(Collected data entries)
***

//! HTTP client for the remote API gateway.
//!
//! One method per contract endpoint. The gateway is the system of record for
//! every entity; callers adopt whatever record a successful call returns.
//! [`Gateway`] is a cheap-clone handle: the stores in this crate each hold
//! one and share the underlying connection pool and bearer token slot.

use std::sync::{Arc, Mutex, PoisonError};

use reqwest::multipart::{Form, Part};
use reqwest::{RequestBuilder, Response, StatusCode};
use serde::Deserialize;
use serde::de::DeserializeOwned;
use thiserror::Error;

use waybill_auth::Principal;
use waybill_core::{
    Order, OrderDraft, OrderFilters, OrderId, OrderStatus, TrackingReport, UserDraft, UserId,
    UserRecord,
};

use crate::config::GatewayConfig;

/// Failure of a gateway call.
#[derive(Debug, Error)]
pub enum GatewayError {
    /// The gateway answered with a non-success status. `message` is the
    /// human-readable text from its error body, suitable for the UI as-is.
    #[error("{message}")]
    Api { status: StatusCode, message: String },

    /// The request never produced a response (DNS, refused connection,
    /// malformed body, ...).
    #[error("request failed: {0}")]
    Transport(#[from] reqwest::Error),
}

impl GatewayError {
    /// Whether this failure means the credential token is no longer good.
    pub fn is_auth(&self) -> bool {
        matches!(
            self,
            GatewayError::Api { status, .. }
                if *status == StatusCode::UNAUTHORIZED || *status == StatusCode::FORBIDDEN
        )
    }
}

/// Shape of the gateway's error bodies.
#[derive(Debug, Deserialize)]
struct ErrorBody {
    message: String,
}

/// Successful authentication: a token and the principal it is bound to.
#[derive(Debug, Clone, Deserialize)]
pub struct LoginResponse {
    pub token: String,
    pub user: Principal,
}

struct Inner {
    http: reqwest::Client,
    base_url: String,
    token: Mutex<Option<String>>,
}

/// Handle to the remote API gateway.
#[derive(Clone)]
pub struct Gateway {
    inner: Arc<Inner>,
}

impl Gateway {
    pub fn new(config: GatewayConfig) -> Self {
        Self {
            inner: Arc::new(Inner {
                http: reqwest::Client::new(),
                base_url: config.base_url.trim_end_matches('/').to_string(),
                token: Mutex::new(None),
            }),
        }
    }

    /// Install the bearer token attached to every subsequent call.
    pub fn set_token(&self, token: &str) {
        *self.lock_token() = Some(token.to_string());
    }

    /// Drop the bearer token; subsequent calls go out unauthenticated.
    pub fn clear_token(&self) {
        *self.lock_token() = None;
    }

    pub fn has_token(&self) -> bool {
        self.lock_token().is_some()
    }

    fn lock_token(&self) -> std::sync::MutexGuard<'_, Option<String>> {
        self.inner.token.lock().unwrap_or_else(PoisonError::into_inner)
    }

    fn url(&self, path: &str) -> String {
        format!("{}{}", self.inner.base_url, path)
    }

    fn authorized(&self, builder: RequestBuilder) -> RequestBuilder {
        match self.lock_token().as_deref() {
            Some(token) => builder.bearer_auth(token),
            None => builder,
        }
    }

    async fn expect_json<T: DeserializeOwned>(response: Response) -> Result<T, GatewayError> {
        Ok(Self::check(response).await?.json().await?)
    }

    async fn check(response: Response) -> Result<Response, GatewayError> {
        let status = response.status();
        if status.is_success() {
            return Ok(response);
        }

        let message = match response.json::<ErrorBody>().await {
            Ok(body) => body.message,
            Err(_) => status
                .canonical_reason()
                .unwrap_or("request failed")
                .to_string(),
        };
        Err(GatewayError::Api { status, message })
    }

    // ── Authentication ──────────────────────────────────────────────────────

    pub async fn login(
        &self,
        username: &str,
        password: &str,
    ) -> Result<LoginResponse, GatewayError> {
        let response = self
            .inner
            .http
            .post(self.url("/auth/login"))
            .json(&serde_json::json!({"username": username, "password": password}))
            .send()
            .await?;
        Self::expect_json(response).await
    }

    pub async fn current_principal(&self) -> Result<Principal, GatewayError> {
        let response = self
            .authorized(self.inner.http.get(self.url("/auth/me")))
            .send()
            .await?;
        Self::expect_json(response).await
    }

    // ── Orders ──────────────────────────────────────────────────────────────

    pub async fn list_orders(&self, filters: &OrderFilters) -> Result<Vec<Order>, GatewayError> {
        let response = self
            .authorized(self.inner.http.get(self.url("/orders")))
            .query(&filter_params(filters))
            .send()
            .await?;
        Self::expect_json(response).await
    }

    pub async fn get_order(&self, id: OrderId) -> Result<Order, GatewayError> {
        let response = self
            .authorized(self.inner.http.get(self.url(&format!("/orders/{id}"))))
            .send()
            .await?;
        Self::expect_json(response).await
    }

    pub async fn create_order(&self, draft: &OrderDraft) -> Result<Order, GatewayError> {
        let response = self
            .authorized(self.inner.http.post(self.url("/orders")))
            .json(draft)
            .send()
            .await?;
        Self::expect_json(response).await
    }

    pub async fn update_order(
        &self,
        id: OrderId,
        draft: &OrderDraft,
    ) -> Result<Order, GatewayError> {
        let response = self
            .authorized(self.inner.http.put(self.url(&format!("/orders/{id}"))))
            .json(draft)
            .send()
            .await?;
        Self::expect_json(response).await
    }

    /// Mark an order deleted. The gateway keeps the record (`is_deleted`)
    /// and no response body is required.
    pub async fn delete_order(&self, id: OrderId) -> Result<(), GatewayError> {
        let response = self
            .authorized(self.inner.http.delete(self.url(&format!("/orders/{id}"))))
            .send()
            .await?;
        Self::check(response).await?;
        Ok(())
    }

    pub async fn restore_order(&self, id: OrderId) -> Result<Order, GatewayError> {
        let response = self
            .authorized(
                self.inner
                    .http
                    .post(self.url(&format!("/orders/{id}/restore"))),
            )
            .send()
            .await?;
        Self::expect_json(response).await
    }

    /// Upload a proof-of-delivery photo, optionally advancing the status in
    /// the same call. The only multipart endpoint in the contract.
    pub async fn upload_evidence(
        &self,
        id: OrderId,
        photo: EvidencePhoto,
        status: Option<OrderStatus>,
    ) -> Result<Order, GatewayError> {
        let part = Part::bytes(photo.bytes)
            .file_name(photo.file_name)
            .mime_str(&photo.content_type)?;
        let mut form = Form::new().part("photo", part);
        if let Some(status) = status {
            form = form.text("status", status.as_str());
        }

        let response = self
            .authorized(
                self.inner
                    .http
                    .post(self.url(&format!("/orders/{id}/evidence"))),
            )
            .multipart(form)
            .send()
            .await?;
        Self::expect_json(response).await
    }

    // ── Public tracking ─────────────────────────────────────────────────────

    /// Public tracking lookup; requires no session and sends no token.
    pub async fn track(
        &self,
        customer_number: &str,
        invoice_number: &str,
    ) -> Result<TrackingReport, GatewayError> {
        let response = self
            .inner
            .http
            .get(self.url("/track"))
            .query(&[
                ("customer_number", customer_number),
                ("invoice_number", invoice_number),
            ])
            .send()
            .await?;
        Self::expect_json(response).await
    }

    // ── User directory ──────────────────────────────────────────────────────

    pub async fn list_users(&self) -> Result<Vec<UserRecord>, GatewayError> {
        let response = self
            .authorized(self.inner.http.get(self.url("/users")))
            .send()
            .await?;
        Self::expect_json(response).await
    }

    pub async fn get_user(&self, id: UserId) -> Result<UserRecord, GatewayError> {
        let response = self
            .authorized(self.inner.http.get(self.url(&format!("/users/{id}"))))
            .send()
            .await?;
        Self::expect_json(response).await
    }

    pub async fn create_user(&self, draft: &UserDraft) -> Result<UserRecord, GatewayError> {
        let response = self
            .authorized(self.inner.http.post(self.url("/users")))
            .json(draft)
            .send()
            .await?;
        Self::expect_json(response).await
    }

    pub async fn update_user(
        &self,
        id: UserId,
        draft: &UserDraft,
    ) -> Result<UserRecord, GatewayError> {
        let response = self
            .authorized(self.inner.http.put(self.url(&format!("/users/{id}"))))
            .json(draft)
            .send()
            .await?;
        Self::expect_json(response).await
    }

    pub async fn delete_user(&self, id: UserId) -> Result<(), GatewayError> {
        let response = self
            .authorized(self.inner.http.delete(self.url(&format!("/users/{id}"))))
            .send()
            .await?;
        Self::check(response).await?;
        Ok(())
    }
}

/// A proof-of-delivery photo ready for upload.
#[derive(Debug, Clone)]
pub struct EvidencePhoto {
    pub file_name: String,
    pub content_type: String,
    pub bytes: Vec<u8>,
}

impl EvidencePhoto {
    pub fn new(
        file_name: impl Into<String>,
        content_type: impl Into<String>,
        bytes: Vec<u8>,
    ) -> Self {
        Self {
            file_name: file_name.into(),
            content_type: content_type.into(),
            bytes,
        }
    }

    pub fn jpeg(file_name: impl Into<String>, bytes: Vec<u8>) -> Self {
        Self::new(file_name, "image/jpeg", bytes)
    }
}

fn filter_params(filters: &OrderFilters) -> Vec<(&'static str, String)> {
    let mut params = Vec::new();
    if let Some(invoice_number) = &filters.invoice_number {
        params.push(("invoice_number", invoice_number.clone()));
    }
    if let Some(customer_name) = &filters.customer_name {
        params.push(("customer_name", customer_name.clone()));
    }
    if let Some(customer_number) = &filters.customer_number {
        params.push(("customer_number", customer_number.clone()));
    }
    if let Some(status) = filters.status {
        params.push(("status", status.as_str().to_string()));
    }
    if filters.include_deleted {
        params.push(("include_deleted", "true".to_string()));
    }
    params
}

***

ASSIGNMENT:
Only the number is needed: please work out how many lines in the data contain the string "None".

TASK RESULT:
3